▸ Action item
Starting at the line that contains "pub struct VolumeLayout" in the listing below, write out every line word for word until you have written the line that contains "pub fn default_size_bytes(&self)".

▸ Records supplied
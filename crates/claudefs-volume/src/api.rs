//! Docker volume plugin protocol.
//!
//! Every endpoint is a POST carrying a small JSON object. Failures are
//! reported in the `Err` field of a 200 response; the host inspects the body,
//! not the status code. Only an unreadable request body produces a 500.

use axum::{
    body::Body,
    extract::State,
    http::{header, StatusCode},
    response::{IntoResponse, Response},
    routing::post,
    Router,
};
use serde::{Deserialize, Serialize};
use std::path::Path;
use std::sync::Arc;
use tracing::{debug, warn};

use crate::error::Result;
use crate::registry::VolumeDriver;

/// Content type the Docker plugin protocol expects.
pub const PLUGIN_CONTENT_TYPE: &str = "application/vnd.docker.plugins.v1+json";

/// Handshake endpoint.
pub const ACTIVATE_PATH: &str = "/Plugin.Activate";

/// Activation manifest: this plugin only implements the volume driver API.
pub const ACTIVATE_MANIFEST: &str = r#"{"Implements":["VolumeDriver"]}"#;

/// Upper bound on request bodies; real requests are a few hundred bytes.
const MAX_BODY_BYTES: usize = 1024 * 1024;

/// Request body shared by all volume endpoints.
#[derive(Debug, Clone, Default, PartialEq, Eq, Serialize, Deserialize)]
pub struct PluginRequest {
    /// Volume name, empty when the host sent none.
    #[serde(rename = "Name", default)]
    pub name: String,
}

/// Response body shared by all volume endpoints.
#[derive(Debug, Clone, Default, PartialEq, Eq, Serialize, Deserialize)]
pub struct PluginResponse {
    /// Only present for path-returning operations.
    #[serde(rename = "Mountpoint", default, skip_serializing_if = "Option::is_none")]
    pub mountpoint: Option<String>,
    /// Empty on success.
    #[serde(rename = "Err", default)]
    pub err: String,
}

impl PluginResponse {
    fn from_unit(result: Result<()>) -> Self {
        Self {
            mountpoint: None,
            err: result.err().map(|e| e.to_string()).unwrap_or_default(),
        }
    }

    fn from_path(result: Result<impl AsRef<Path>>) -> Self {
        match result {
            Ok(path) => Self {
                mountpoint: Some(path.as_ref().display().to_string()),
                err: String::new(),
            },
            Err(e) => Self {
                mountpoint: Some(String::new()),
                err: e.to_string(),
            },
        }
    }

    /// True when `Err` is empty.
    pub fn is_success(&self) -> bool {
        self.err.is_empty()
    }
}

/// Operations of shape `name -> error`.
#[derive(Debug, Clone, Copy, PartialEq, Eq)]
pub enum NameOp {
    /// `VolumeDriver.Create`
    Create,
    /// `VolumeDriver.Remove`
    Remove,
    /// `VolumeDriver.Unmount`
    Unmount,
}

impl NameOp {
    async fn call(self, driver: &dyn VolumeDriver, name: &str) -> Result<()> {
        match self {
            NameOp::Create => driver.create(name).await,
            NameOp::Remove => driver.remove(name).await,
            NameOp::Unmount => driver.unmount(name).await,
        }
    }
}

/// Operations of shape `name -> (path, error)`.
#[derive(Debug, Clone, Copy, PartialEq, Eq)]
pub enum PathOp {
    /// `VolumeDriver.Mount`
    Mount,
    /// `VolumeDriver.Path`
    Path,
}

impl PathOp {
    async fn call(self, driver: &dyn VolumeDriver, name: &str) -> Result<std::path::PathBuf> {
        match self {
            PathOp::Mount => driver.mount(name).await,
            PathOp::Path => driver.path(name).await,
        }
    }
}

/// Operation bound to an endpoint, tagged by its result shape.
#[derive(Debug, Clone, Copy, PartialEq, Eq)]
pub enum Operation {
    /// Answers with `Err` only.
    Name(NameOp),
    /// Answers with `Mountpoint` and `Err`.
    Path(PathOp),
}

impl Operation {
    /// Runs the operation and encodes its outcome.
    pub async fn dispatch(self, driver: &dyn VolumeDriver, name: &str) -> PluginResponse {
        match self {
            Operation::Name(op) => PluginResponse::from_unit(op.call(driver, name).await),
            Operation::Path(op) => PluginResponse::from_path(op.call(driver, name).await),
        }
    }
}

/// A fixed protocol path and the operation it runs.
#[derive(Debug, Clone, Copy, PartialEq, Eq)]
pub struct Endpoint {
    /// Request path, including the leading slash.
    pub path: &'static str,
    /// Operation run for the path.
    pub op: Operation,
}

/// Volume driver endpoints, in the order Docker documents them.
pub const ENDPOINTS: [Endpoint; 5] = [
    Endpoint {
        path: "/VolumeDriver.Create",
        op: Operation::Name(NameOp::Create),
    },
    Endpoint {
        path: "/VolumeDriver.Remove",
        op: Operation::Name(NameOp::Remove),
    },
    Endpoint {
        path: "/VolumeDriver.Mount",
        op: Operation::Path(PathOp::Mount),
    },
    Endpoint {
        path: "/VolumeDriver.Unmount",
        op: Operation::Name(NameOp::Unmount),
    },
    Endpoint {
        path: "/VolumeDriver.Path",
        op: Operation::Path(PathOp::Path),
    },
];

/// HTTP front end for a [`VolumeDriver`].
#[derive(Clone)]
pub struct PluginApi {
    driver: Arc<dyn VolumeDriver>,
}

impl PluginApi {
    /// Serves `driver` on the plugin endpoints.
    pub fn new(driver: Arc<dyn VolumeDriver>) -> Self {
        Self { driver }
    }

    /// Builds the router. Registering the same path twice panics here, at
    /// startup, rather than on a request.
    pub fn router(self: Arc<Self>) -> Router {
        let mut router: Router<Arc<PluginApi>> =
            Router::new().route(ACTIVATE_PATH, post(activate_handler));

        for endpoint in ENDPOINTS {
            router = router.route(
                endpoint.path,
                post(move |State(api): State<Arc<PluginApi>>, body: Body| async move {
                    volume_handler(api, endpoint, body).await
                }),
            );
        }

        router.with_state(self)
    }
}

async fn activate_handler() -> Response {
    debug!("plugin activated");
    plugin_response(StatusCode::OK, ACTIVATE_MANIFEST.as_bytes().to_vec())
}

async fn volume_handler(api: Arc<PluginApi>, endpoint: Endpoint, body: Body) -> Response {
    let bytes = match axum::body::to_bytes(body, MAX_BODY_BYTES).await {
        Ok(b) => b,
        Err(e) => {
            warn!(endpoint = endpoint.path, error = %e, "failed to read request body");
            return StatusCode::INTERNAL_SERVER_ERROR.into_response();
        }
    };

    debug!(
        endpoint = endpoint.path,
        body = %String::from_utf8_lossy(&bytes),
        "plugin request"
    );

    let request = decode_request(endpoint, &bytes);
    let response = endpoint.op.dispatch(api.driver.as_ref(), &request.name).await;
    if !response.is_success() {
        debug!(endpoint = endpoint.path, volume = %request.name, err = %response.err, "plugin request failed");
    }

    match serde_json::to_vec(&response) {
        Ok(json) => plugin_response(StatusCode::OK, json),
        Err(e) => {
            warn!(endpoint = endpoint.path, error = %e, "failed to encode response");
            StatusCode::INTERNAL_SERVER_ERROR.into_response()
        }
    }
}

// Undecodable bodies become an empty request, which the driver rejects
// through the normal `Err` path.
fn decode_request(endpoint: Endpoint, bytes: &[u8]) -> PluginRequest {
    if bytes.is_empty() {
        return PluginRequest::default();
    }
    serde_json::from_slice(bytes).unwrap_or_else(|e| {
        warn!(endpoint = endpoint.path, error = %e, "malformed request body");
        PluginRequest::default()
    })
}

fn plugin_response(status: StatusCode, body: Vec<u8>) -> Response {
    (status, [(header::CONTENT_TYPE, PLUGIN_CONTENT_TYPE)], body).into_response()
}
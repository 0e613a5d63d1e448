//! Volume records and the naming rules that tie them to the cluster.
//!
//! A volume's backing export and local mount point are never stored as
//! independent facts: both are derived from the volume name, the cluster
//! router host, the NFS export server and the configured mount base. Existing
//! cluster tooling relies on these exact shapes.

use serde::{Deserialize, Serialize};
use std::path::{Path, PathBuf};

use crate::error::{Result, VolumeError};

/// Default datastore size in bytes (10 GiB).
pub const DEFAULT_VOLUME_SIZE_BYTES: u64 = 10 * 1024 * 1024 * 1024;

/// One user-visible volume.
#[derive(Debug, Clone, PartialEq, Eq, Serialize, Deserialize)]
pub struct Volume {
    /// Docker volume name, unique within the registry.
    pub name: String,
    /// NFS export on the cluster: `<nfs_server>:<router_host>:<name>`.
    pub backing_path: String,
    /// Local mount point: `<mount_base>/<name>`.
    pub mounted_path: PathBuf,
    /// Datastore size requested at creation.
    pub size_bytes: u64,
    /// Cluster-side datastore exists.
    pub created: bool,
    /// Mounted on this host.
    pub mounted: bool,
}

impl Volume {
    /// Lifecycle state derived from the flags.
    pub fn state(&self) -> VolumeState {
        match (self.created, self.mounted) {
            (true, true) => VolumeState::Mounted,
            (true, false) => VolumeState::Created,
            _ => VolumeState::Pending,
        }
    }
}

/// Coarse lifecycle position of a registry entry.
#[derive(Debug, Clone, Copy, PartialEq, Eq, Serialize, Deserialize)]
#[serde(rename_all = "lowercase")]
pub enum VolumeState {
    /// Entry exists but the datastore create has not succeeded.
    Pending,
    /// Datastore exists, not mounted locally.
    Created,
    /// Datastore exists and is mounted locally.
    Mounted,
}

/// Derives volume paths from cluster addressing and the local mount base.
#[derive(Debug, Clone, PartialEq, Eq)]
pub struct VolumeLayout {
    router_host: String,
    nfs_server: String,
    mount_base: PathBuf,
    default_size_bytes: u64,
}

impl VolumeLayout {
    /// Layout with the default volume size.
    pub fn new(
        router_host: impl Into<String>,
        nfs_server: impl Into<String>,
        mount_base: impl Into<PathBuf>,
    ) -> Self {
        Self {
            router_host: router_host.into(),
            nfs_server: nfs_server.into(),
            mount_base: mount_base.into(),
            default_size_bytes: DEFAULT_VOLUME_SIZE_BYTES,
        }
    }

    /// Overrides the size assigned to newly created volumes.
    pub fn with_default_size(mut self, size_bytes: u64) -> Self {
        self.default_size_bytes = size_bytes;
        self
    }

    pub fn router_host(&self) -> &str {
        &self.router_host
    }

    pub fn nfs_server(&self) -> &str {
        &self.nfs_server
    }

    pub fn mount_base(&self) -> &Path {
        &self.mount_base
    }

    pub fn default_size_bytes(&self) -> u64 {
        self.default_size_bytes
    }

    /// `<nfs_server>:<router_host>:<name>`
    pub fn backing_path(&self, name: &str) -> String {
        format!("{}:{}:{}", self.nfs_server, self.router_host, name)
    }

    /// `<mount_base>/<name>`
    pub fn mount_point(&self, name: &str) -> PathBuf {
        self.mount_base.join(name)
    }

    /// Builds a fresh, not yet created entry for `name`.
    pub fn volume(&self, name: &str) -> Volume {
        Volume {
            name: name.to_string(),
            backing_path: self.backing_path(name),
            mounted_path: self.mount_point(name),
            size_bytes: self.default_size_bytes,
            created: false,
            mounted: false,
        }
    }
}

/// Rejects names that would not resolve to a direct child of the mount base.
pub fn validate_name(name: &str) -> Result<()> {
    let bad = name.is_empty()
        || name == "."
        || name == ".."
        || name.contains('/')
        || name.contains('\0');
    if bad {
        return Err(VolumeError::InvalidName {
            name: name.to_string(),
        });
    }
    Ok(())
}
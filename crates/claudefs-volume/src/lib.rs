#![warn(missing_docs)]

//! ClaudeFS volume plugin: Docker volume driver, datastore lifecycle, NFS mounts
//!
//! The container host talks to this plugin over a unix socket using the Docker
//! volume plugin protocol. Each request lands in the [`VolumeRegistry`], which
//! drives the cluster management tool and the host's `mount`/`umount` binaries
//! and keeps an on-disk record of created volumes for restarts.

pub mod api;
pub mod cli;
pub mod config;
pub mod error;
pub mod executor;
pub mod mount_table;
pub mod registry;
pub mod server;
pub mod state;
pub mod volume;

pub use api::{Endpoint, NameOp, Operation, PathOp, PluginApi, PluginRequest, PluginResponse};
pub use config::PluginConfig;
pub use error::{Result, VolumeError};
pub use executor::{ClusterTool, CommandExecutor, CommandRunner, CommandSpec, ProcessRunner, RecordingRunner, VolumeOp};
pub use mount_table::MountTable;
pub use registry::{VolumeDriver, VolumeRegistry};
pub use server::PluginServer;
pub use state::{StateError, StateStore, VolumeRecord};
pub use volume::{Volume, VolumeLayout, VolumeState};
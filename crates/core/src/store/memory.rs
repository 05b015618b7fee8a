use std::collections::HashMap;
use std::sync::atomic::{AtomicBool, AtomicUsize, Ordering};
use std::sync::Mutex;

use super::{SlotStore, StoreError};

/// In-memory slot store for tests and ephemeral sessions.
#[derive(Debug, Default)]
pub struct MemorySlotStore {
    slots: Mutex<HashMap<String, String>>,
    fail_writes: AtomicBool,
    writes: AtomicUsize,
}

impl MemorySlotStore {
    pub fn new() -> Self {
        Self::default()
    }

    /// Make every subsequent write fail.
    pub fn set_fail_writes(&self, fail: bool) {
        self.fail_writes.store(fail, Ordering::SeqCst);
    }

    /// Number of successful writes so far.
    pub fn write_count(&self) -> usize {
        self.writes.load(Ordering::SeqCst)
    }

    fn lock(&self) -> Result<std::sync::MutexGuard<'_, HashMap<String, String>>, StoreError> {
        self.slots
            .lock()
            .map_err(|_| StoreError::Database("slot map lock poisoned".to_string()))
    }
}

impl SlotStore for MemorySlotStore {
    fn read(&self, key: &str) -> Result<Option<String>, StoreError> {
        Ok(self.lock()?.get(key).cloned())
    }

    fn write(&self, key: &str, value: &str) -> Result<(), StoreError> {
        if self.fail_writes.load(Ordering::SeqCst) {
            return Err(StoreError::Database("write rejected".to_string()));
        }
        self.lock()?.insert(key.to_string(), value.to_string());
        self.writes.fetch_add(1, Ordering::SeqCst);
        Ok(())
    }
}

▸ Response to this exercise
pub struct VolumeLayout {
    router_host: String,
    nfs_server: String,
    mount_base: PathBuf,
    default_size_bytes: u64,
}

impl VolumeLayout {
    /// Layout with the default volume size.
    pub fn new(
        router_host: impl Into<String>,
        nfs_server: impl Into<String>,
        mount_base: impl Into<PathBuf>,
    ) -> Self {
        Self {
            router_host: router_host.into(),
            nfs_server: nfs_server.into(),
            mount_base: mount_base.into(),
            default_size_bytes: DEFAULT_VOLUME_SIZE_BYTES,
        }
    }

    /// Overrides the size assigned to newly created volumes.
    pub fn with_default_size(mut self, size_bytes: u64) -> Self {
        self.default_size_bytes = size_bytes;
        self
    }

    pub fn router_host(&self) -> &str {
        &self.router_host
    }

    pub fn nfs_server(&self) -> &str {
        &self.nfs_server
    }

    pub fn mount_base(&self) -> &Path {
        &self.mount_base
    }

    pub fn default_size_bytes(&self) -> u64 {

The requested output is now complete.